╭──

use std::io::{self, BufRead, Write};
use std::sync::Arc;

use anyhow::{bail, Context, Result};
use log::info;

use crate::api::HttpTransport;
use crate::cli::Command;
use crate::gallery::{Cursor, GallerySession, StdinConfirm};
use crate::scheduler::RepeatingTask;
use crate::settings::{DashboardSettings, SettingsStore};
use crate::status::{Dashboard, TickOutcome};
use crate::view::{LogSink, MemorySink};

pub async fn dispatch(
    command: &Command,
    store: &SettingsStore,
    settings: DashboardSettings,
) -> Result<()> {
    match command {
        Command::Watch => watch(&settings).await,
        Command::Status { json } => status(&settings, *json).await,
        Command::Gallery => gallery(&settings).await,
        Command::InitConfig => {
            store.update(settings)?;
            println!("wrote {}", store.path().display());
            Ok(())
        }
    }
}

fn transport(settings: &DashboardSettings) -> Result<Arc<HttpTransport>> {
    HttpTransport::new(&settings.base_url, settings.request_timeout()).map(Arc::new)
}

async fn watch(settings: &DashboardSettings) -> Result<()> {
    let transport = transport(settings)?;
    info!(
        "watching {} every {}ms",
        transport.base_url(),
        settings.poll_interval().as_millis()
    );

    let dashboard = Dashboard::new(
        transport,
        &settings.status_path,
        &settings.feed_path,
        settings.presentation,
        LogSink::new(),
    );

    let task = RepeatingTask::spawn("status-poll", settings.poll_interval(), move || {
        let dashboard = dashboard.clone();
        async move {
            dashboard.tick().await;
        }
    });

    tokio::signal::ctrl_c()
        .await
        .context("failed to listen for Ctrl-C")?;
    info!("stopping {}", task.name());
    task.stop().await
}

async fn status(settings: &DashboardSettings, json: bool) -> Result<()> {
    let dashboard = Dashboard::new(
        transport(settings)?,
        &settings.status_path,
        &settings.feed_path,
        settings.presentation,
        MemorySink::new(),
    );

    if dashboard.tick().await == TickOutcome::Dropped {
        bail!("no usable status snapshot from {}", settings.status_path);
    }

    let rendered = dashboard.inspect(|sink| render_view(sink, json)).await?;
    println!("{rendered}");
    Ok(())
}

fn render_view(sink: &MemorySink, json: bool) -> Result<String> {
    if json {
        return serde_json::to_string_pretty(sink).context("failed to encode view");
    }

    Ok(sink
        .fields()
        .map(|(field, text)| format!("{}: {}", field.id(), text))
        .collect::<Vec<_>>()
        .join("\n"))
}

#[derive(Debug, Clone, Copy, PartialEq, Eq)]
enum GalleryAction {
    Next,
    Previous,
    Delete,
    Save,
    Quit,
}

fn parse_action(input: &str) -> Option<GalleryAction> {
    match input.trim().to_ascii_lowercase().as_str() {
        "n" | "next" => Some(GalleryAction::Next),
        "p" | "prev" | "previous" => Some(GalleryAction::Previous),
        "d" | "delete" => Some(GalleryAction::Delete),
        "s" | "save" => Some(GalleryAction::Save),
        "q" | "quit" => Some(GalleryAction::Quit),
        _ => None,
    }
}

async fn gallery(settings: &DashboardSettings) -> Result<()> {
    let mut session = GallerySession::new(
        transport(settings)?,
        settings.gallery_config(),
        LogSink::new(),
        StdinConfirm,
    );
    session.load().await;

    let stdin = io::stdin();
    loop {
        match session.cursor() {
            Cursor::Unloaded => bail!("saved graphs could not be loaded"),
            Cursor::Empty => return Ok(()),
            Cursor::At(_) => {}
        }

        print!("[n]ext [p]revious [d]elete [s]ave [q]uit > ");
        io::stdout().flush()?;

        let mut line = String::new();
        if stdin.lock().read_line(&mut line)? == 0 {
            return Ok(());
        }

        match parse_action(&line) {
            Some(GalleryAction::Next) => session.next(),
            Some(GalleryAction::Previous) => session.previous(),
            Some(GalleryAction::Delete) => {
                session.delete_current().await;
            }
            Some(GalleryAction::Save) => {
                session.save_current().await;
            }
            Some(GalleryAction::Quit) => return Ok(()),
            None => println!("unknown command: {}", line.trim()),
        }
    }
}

╰──

• _Task requirements_
Say how many lines of the entries hold the string "return". Nothing but the number should be given.

• _Result_
4